But as to the gambling meccas, the sad fact is my time in all three of those places combined is less eventful than the night I spent in the dreadful town of Winnemucca, Nevada. For those who don't know, it's the place to go gamble if you're not up to the hectic pace and glamour of Reno. Or Chinook Winds Tribal Casino. Or a middle-school band concert. The night in Winnemucca involves my first paid stand-up comedy gig, sitting in a brothel having a beer with a bunch of prostitutes and swapping life stories, nearly getting my ass kicked by a 600-pound silver miner and his buddies, all of whom were completely (clothes, hair, skin, etc.) gray from the dust in the mine, a stripper teaching me to pole dance, and being hit on by a gay Country & Western singer. It's a good story.

But anyways...

Which do I like best? Reno? Sorry. It's out because Reno is dumb. It's like someone wanted to replicate Vegas, got about a third done and thought, "Eh. Close enough." This is appropriate, I suppose since it seems to be designed for people who want to go to Vegas, but get part way there and think, "Eh. Close enough."
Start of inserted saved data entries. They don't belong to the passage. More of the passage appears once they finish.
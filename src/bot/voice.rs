//! Implementaciones de Songbird y Serenity para la conexión de voz, los avisos
//! de la sesión y el aviso de restauración.

use anyhow::Context as _;
use async_trait::async_trait;
use parking_lot::Mutex;
use serenity::{
    builder::CreateMessage,
    cache::Cache,
    http::Http,
    model::{
        channel::ChannelType,
        id::{ChannelId, GuildId, MessageId},
    },
    prelude::Context,
};
use songbird::{
    input::{HttpRequest, Input},
    tracks::{PlayMode, TrackHandle},
    Event, Songbird, TrackEvent,
};
use std::sync::Arc;
use tracing::{debug, info, warn};

use super::events::{TrackEndHandler, TrackErrorHandler};
use crate::{
    audio::{
        queue::{Requester, Track},
        session::{AudioSource, Notice, Notifier, TrackDone, VoiceHandle},
    },
    error::PlaybackError,
    storage::{RestoreNotice, RestoreSink},
    ui::embeds::{create_notice_embed, create_restore_embed},
};

/// Audio de un track listo para Songbird
pub struct SongbirdSource {
    input: Option<Input>,
    handle: Option<TrackHandle>,
}

impl AudioSource for SongbirdSource {
    fn cleanup(&mut self) {
        if let Some(handle) = self.handle.take() {
            // El track pudo haber terminado ya
            let _ = handle.stop();
        }
        self.input = None;
    }
}

/// Conexión de voz de una guild a través del manager de Songbird
pub struct SongbirdHandle {
    guild_id: GuildId,
    manager: Arc<Songbird>,
    cache: Arc<Cache>,
    http_client: reqwest::Client,
    channel_id: Mutex<ChannelId>,
    current: Mutex<Option<TrackHandle>>,
}

impl SongbirdHandle {
    /// Entra al canal de voz y devuelve el handle de la conexión
    pub async fn connect(
        ctx: &Context,
        guild_id: GuildId,
        channel_id: ChannelId,
        http_client: reqwest::Client,
    ) -> Result<Self, PlaybackError> {
        let manager = songbird::get(ctx)
            .await
            .ok_or_else(|| PlaybackError::Connection("Songbird no inicializado".to_string()))?;

        manager
            .join(guild_id, channel_id)
            .await
            .map_err(|e| PlaybackError::Connection(e.to_string()))?;

        info!("🔊 Conectado al canal de voz {} en guild {}", channel_id, guild_id);

        Ok(Self {
            guild_id,
            manager,
            cache: Arc::clone(&ctx.cache),
            http_client,
            channel_id: Mutex::new(channel_id),
            current: Mutex::new(None),
        })
    }

    /// Canal de voz en el que está el bot según Songbird
    pub async fn current_channel(&self) -> Option<ChannelId> {
        let call = self.manager.get(self.guild_id)?;
        let channel = call.lock().await.current_channel()?;
        Some(ChannelId::from(channel.0))
    }

    fn requester_channel(&self, requester: &Requester) -> Option<ChannelId> {
        let guild = self.guild_id.to_guild_cached(&self.cache)?;
        guild
            .voice_states
            .get(&requester.id)
            .and_then(|state| state.channel_id)
    }
}

#[async_trait]
impl VoiceHandle for SongbirdHandle {
    type Source = SongbirdSource;

    async fn open_source(&self, track: &Track) -> Result<Self::Source, PlaybackError> {
        if track.stream_url.is_empty() {
            return Err(PlaybackError::Source("el track no tiene URL de stream".to_string()));
        }

        debug!("🔗 Creando input HTTP para: {}", track.title);
        let request = HttpRequest::new(self.http_client.clone(), track.stream_url.clone());
        Ok(SongbirdSource {
            input: Some(Input::from(request)),
            handle: None,
        })
    }

    async fn play(&self, source: &mut Self::Source, done: TrackDone) -> Result<(), PlaybackError> {
        let input = source
            .input
            .take()
            .ok_or_else(|| PlaybackError::Player("el audio ya fue utilizado".to_string()))?;

        let call = self
            .manager
            .get(self.guild_id)
            .ok_or_else(|| PlaybackError::Connection("sin conexión de voz".to_string()))?;

        let handle = {
            let mut call = call.lock().await;
            call.stop();
            call.play_input(input)
        };

        handle
            .add_event(
                Event::Track(TrackEvent::End),
                TrackEndHandler {
                    guild_id: self.guild_id,
                    done: done.clone(),
                },
            )
            .map_err(|e| PlaybackError::Player(e.to_string()))?;
        handle
            .add_event(
                Event::Track(TrackEvent::Error),
                TrackErrorHandler {
                    guild_id: self.guild_id,
                    done,
                },
            )
            .map_err(|e| PlaybackError::Player(e.to_string()))?;

        *self.current.lock() = Some(handle.clone());
        source.handle = Some(handle);
        Ok(())
    }

    async fn stop(&self) {
        if let Some(call) = self.manager.get(self.guild_id) {
            call.lock().await.stop();
        }
        self.current.lock().take();
    }

    async fn disconnect(&self) {
        self.current.lock().take();
        match self.manager.remove(self.guild_id).await {
            Ok(()) => info!("👋 Desconectado del canal de voz en guild {}", self.guild_id),
            Err(e) => debug!("Desconexión de guild {}: {}", self.guild_id, e),
        }
    }

    async fn is_playing(&self) -> bool {
        let handle = self.current.lock().clone();
        match handle {
            Some(handle) => matches!(
                handle.get_info().await.map(|state| state.playing),
                Ok(PlayMode::Play)
            ),
            None => false,
        }
    }

    async fn is_connected(&self) -> bool {
        match self.manager.get(self.guild_id) {
            Some(call) => call.lock().await.current_connection().is_some(),
            None => false,
        }
    }

    async fn human_member_count(&self) -> Option<usize> {
        let channel_id = self.current_channel().await?;
        let guild = self.guild_id.to_guild_cached(&self.cache)?;

        let humans = guild
            .voice_states
            .values()
            .filter(|state| state.channel_id == Some(channel_id))
            .filter(|state| {
                let is_bot = state
                    .member
                    .as_ref()
                    .map(|member| member.user.bot)
                    .or_else(|| guild.members.get(&state.user_id).map(|member| member.user.bot))
                    .unwrap_or(false);
                !is_bot
            })
            .count();
        Some(humans)
    }

    async fn reconnect(&self, requester: &Requester) -> Result<(), PlaybackError> {
        let channel_id = self
            .requester_channel(requester)
            .unwrap_or_else(|| *self.channel_id.lock());

        info!("🔄 Reconectando al canal {} en guild {}", channel_id, self.guild_id);
        self.manager
            .join(self.guild_id, channel_id)
            .await
            .map_err(|e| PlaybackError::Connection(e.to_string()))?;

        *self.channel_id.lock() = channel_id;
        Ok(())
    }
}

/// Publica los avisos de una sesión en el canal de texto del comando
pub struct ChannelNotifier {
    http: Arc<Http>,
    channel_id: ChannelId,
}

impl ChannelNotifier {
    pub fn new(http: Arc<Http>, channel_id: ChannelId) -> Self {
        Self { http, channel_id }
    }
}

#[async_trait]
impl Notifier for ChannelNotifier {
    async fn notify(&self, notice: Notice) -> anyhow::Result<MessageId> {
        let message = self
            .channel_id
            .send_message(&*self.http, CreateMessage::new().embed(create_notice_embed(&notice)))
            .await?;
        Ok(message.id)
    }

    async fn delete(&self, message: MessageId) -> anyhow::Result<()> {
        self.channel_id.delete_message(&self.http, message).await?;
        Ok(())
    }
}

/// Envía el aviso de restauración al canal de sistema o al primer canal de texto
pub struct GuildRestoreSink {
    http: Arc<Http>,
    cache: Arc<Cache>,
}

impl GuildRestoreSink {
    pub fn new(http: Arc<Http>, cache: Arc<Cache>) -> Self {
        Self { http, cache }
    }

    fn announcement_channel(&self, guild_id: GuildId) -> Option<ChannelId> {
        let guild = guild_id.to_guild_cached(&self.cache)?;
        guild.system_channel_id.or_else(|| {
            guild
                .channels
                .values()
                .filter(|channel| channel.kind == ChannelType::Text)
                .min_by_key(|channel| channel.position)
                .map(|channel| channel.id)
        })
    }
}

#[async_trait]
impl RestoreSink for GuildRestoreSink {
    async fn notify_restore(&self, guild_id: GuildId, notice: &RestoreNotice) -> anyhow::Result<()> {
        let channel_id = self
            .announcement_channel(guild_id)
            .with_context(|| format!("sin canal de texto disponible en {}", notice.guild_name))?;

        if let Err(e) = channel_id
            .send_message(&*self.http, CreateMessage::new().embed(create_restore_embed(notice)))
            .await
        {
            warn!("No se pudo avisar la restauración en {}: {}", notice.guild_name, e);
            return Err(e.into());
        }
        Ok(())
    }
}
Vegas is the most fascinating. Anyone who doesn't understand why the world hates us has never been to Vegas. Vegas is what happens when three hundred million Puritan descendants - with our repressed sexuality, our gluttony, all of our hypocricies, nuances and quirks, and even with our optimism and can-do spirit - designate an area to turn a moral blind eye. To pretend not to see each other. It is the collective repressed Id detonated across a desertscape. But that has plusses as well as minuses. It is the most fascinating. Also it's the funniest and hands-down winner for sheer spectacle. And the Bellagio fountains are purty.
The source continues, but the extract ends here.